The vocabulary of the Caucasian languages is rich in onomatopoetic words. There are many common lexical borrowings from the Arabic, Persian, and Turkic languages.

The Kartvelian linguistic group is intermediate between the Abkhazo-Adyg and Nakho-Dagestan languages with respect to a whole range of features. The Abkhazo-Adyg and Kartvelian languages display more features in common, such as the following interesting lexical parallelisms: Kartvelian *mz1e “sun” ˜ Abkhazo-Adyg *maza “moon”; Kartvelian *gwl “heart” ˜ Abkhazo-Adyg *gwd “heart”; and Kartvelian *pxa “framework” ˜ Abkhazo-Adyg *pqa “framework.”

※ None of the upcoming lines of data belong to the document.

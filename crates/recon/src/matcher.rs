use std::collections::{BTreeSet, HashMap};

use crate::config::{AcceptanceRule, ToleranceConfig};
use crate::model::{
    AuditRecord, Cookie, MatchDetails, Order, PartialCandidate, PartialMatch, PerfectMatch,
    Seller,
};
use crate::names::fuzzy_eq;
use crate::normalize::normalize_order_num;
use crate::pool::OrderPool;

// ---------------------------------------------------------------------------
// Seller resolution
// ---------------------------------------------------------------------------

/// Resolves seller ids on orders into the full-name strings audit rows use.
/// An absent or dangling id resolves to no name at all.
struct SellerDirectory<'a> {
    by_id: HashMap<i64, &'a Seller>,
}

impl<'a> SellerDirectory<'a> {
    fn new(sellers: &'a [Seller]) -> Self {
        Self {
            by_id: sellers.iter().map(|s| (s.id, s)).collect(),
        }
    }

    fn resolve(&self, id: Option<i64>) -> Option<&'a Seller> {
        id.and_then(|id| self.by_id.get(&id).copied())
    }

    fn full_name(&self, id: Option<i64>) -> Option<String> {
        self.resolve(id).map(Seller::full_name)
    }
}

// ---------------------------------------------------------------------------
// Perfect pass
// ---------------------------------------------------------------------------

#[derive(Debug)]
pub struct PerfectPassOutput {
    pub matches: Vec<PerfectMatch>,
    /// Records with no exact counterpart, in their original row order.
    pub unmatched_records: Vec<AuditRecord>,
    /// Records whose date, type and names hit an order but quantities did
    /// not, and that never found a perfect counterpart afterwards.
    pub extra_rows: Vec<AuditRecord>,
}

/// Greedy first-match pairing on exact date, type, names and quantities.
///
/// For each record (row order) the unclaimed pool is scanned in pool order
/// and the first order agreeing on every criterion is claimed. With
/// field-identical duplicate orders the earliest slot wins; iteration order
/// is the caller-supplied order, so results are reproducible run to run.
/// Names compare by exact equality here, `None == None` included.
pub fn perfect_pass(
    records: Vec<AuditRecord>,
    pool: &mut OrderPool,
    catalog: &[Cookie],
    sellers: &[Seller],
) -> PerfectPassOutput {
    let directory = SellerDirectory::new(sellers);
    let mut matches = Vec::new();
    let mut unmatched_records = Vec::new();
    let mut extra_rows = Vec::new();

    for record in records {
        let mut matched_slot = None;
        let mut near_miss = false;

        for (slot, order) in pool.iter_unclaimed() {
            if order.date != record.date || order.txn_type != record.txn_type {
                continue;
            }
            if directory.full_name(order.to_seller_id) != record.to
                || directory.full_name(order.from_seller_id) != record.from
            {
                continue;
            }
            if !quantities_equal(&record, order, catalog) {
                // Everything except the cookie counts lines up.
                near_miss = true;
                continue;
            }
            matched_slot = Some(slot);
            break;
        }

        match matched_slot {
            Some(slot) => {
                pool.claim(slot);
                let order = pool.get(slot).clone();
                matches.push(PerfectMatch {
                    to_seller: directory.resolve(order.to_seller_id).cloned(),
                    from_seller: directory.resolve(order.from_seller_id).cloned(),
                    record,
                    order,
                });
            }
            None => {
                if near_miss {
                    extra_rows.push(record.clone());
                }
                unmatched_records.push(record);
            }
        }
    }

    PerfectPassOutput {
        matches,
        unmatched_records,
        extra_rows,
    }
}

fn quantities_equal(record: &AuditRecord, order: &Order, catalog: &[Cookie]) -> bool {
    catalog
        .iter()
        .all(|c| record.qty(&c.abbr) == order.qty(&c.abbr))
}

// ---------------------------------------------------------------------------
// Partial pass
// ---------------------------------------------------------------------------

#[derive(Debug)]
pub struct PartialPassOutput {
    pub matches: Vec<PartialMatch>,
    /// Slots cited as a candidate by at least one record. Candidates are
    /// never claimed, but a cited order no longer counts as unmatched.
    pub candidate_slots: BTreeSet<usize>,
}

/// Tolerant scoring of every record the perfect pass left behind.
///
/// Each record is compared against every unclaimed order, no early exit.
/// The transaction type is a hard gate; date, names and order number are
/// tolerant; cookie agreement is a percentage over the whole catalog. An
/// order clearing any acceptance tier becomes a candidate, and all
/// qualifying orders are kept in pool order, not just the best one.
pub fn partial_pass(
    records: &[AuditRecord],
    pool: &OrderPool,
    catalog: &[Cookie],
    sellers: &[Seller],
    tolerance: &ToleranceConfig,
    acceptance: &[AcceptanceRule],
) -> PartialPassOutput {
    let directory = SellerDirectory::new(sellers);
    let mut matches = Vec::new();
    let mut candidate_slots = BTreeSet::new();

    for record in records {
        let record_order_num = record.order_num.as_deref().and_then(normalize_order_num);
        let mut candidates = Vec::new();

        for (slot, order) in pool.iter_unclaimed() {
            // Hard gate: no tolerance on transaction type.
            if order.txn_type != record.txn_type {
                continue;
            }

            let date_match = (record.date - order.date).num_days().unsigned_abs()
                <= u64::from(tolerance.date_window_days);
            let to_match = fuzzy_eq(
                record.to.as_deref(),
                directory.full_name(order.to_seller_id).as_deref(),
                tolerance.max_name_edits,
            );
            let from_match = fuzzy_eq(
                record.from.as_deref(),
                directory.full_name(order.from_seller_id).as_deref(),
                tolerance.max_name_edits,
            );
            let order_order_num = order.order_num.as_deref().and_then(normalize_order_num);
            let order_num_match = match (record_order_num.as_deref(), order_order_num.as_deref())
            {
                (Some(a), Some(b)) => a == b,
                _ => false,
            };

            // Type already matched through the hard gate, hence the 1.
            let fields_matched = 1
                + u8::from(date_match)
                + u8::from(to_match)
                + u8::from(from_match)
                + u8::from(order_num_match);
            let percent =
                cookie_match_percent(record, order, catalog, tolerance.cookie_qty_slack);

            let accepted = acceptance.iter().any(|rule| {
                fields_matched >= rule.min_fields_matched
                    && percent > rule.min_cookie_percent
            });
            if !accepted {
                continue;
            }

            candidate_slots.insert(slot);
            candidates.push(PartialCandidate {
                order: order.clone(),
                to_seller: directory.resolve(order.to_seller_id).cloned(),
                from_seller: directory.resolve(order.from_seller_id).cloned(),
                score: percent,
                details: MatchDetails {
                    date_match,
                    type_match: true,
                    to_match,
                    from_match,
                    cookie_match_percent: percent,
                    non_cookie_fields_matched: fields_matched,
                },
            });
        }

        if !candidates.is_empty() {
            matches.push(PartialMatch {
                record: record.clone(),
                candidates,
            });
        }
    }

    PartialPassOutput {
        matches,
        candidate_slots,
    }
}

/// Share of catalog abbreviations whose quantities agree within the slack,
/// 0-100. Zero for an empty catalog.
pub fn cookie_match_percent(
    record: &AuditRecord,
    order: &Order,
    catalog: &[Cookie],
    slack: i64,
) -> f64 {
    if catalog.is_empty() {
        return 0.0;
    }
    let within = catalog
        .iter()
        .filter(|c| (record.qty(&c.abbr) - order.qty(&c.abbr)).abs() <= slack)
        .count();
    100.0 * within as f64 / catalog.len() as f64
}

// ---------------------------------------------------------------------------
// Tests
// ---------------------------------------------------------------------------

There is no unanimity among linguists on the question of Caucasian linguistic interrelationships. Their genetic unity is often postulated on the basis of the presence of a number of structural and typological parallelisms and a certain number of common material features. This supposition, however, cannot be regarded as proved, which allows some linguists to maintain that a linguistic union exists here. The problem of external Caucasian linguistic relationships is even less clear.

REFERENCES

Klimov, G. A. Kavkazskie iazyki. Moscow, 1965.
Dirr, A. Einfuhrung in das Studium der kaukasischen Sprachen. Leipzig, 1928.
Deeters, G. “Die kaukasischen Sprachen.” In Handbuch der Orientalistik, vol. 7. Leiden-Cologne, 1963.
Javaxishvili, I. V. K’art’uli da kavkasiuri enebis t’avdapirveli buneba da nat’esaoba. Tiflis, 1937.
Ch’ik’obava, A. R. N. Iberiulkavkasiur enat’a shescavlis istoria. Tbilisi, 1965.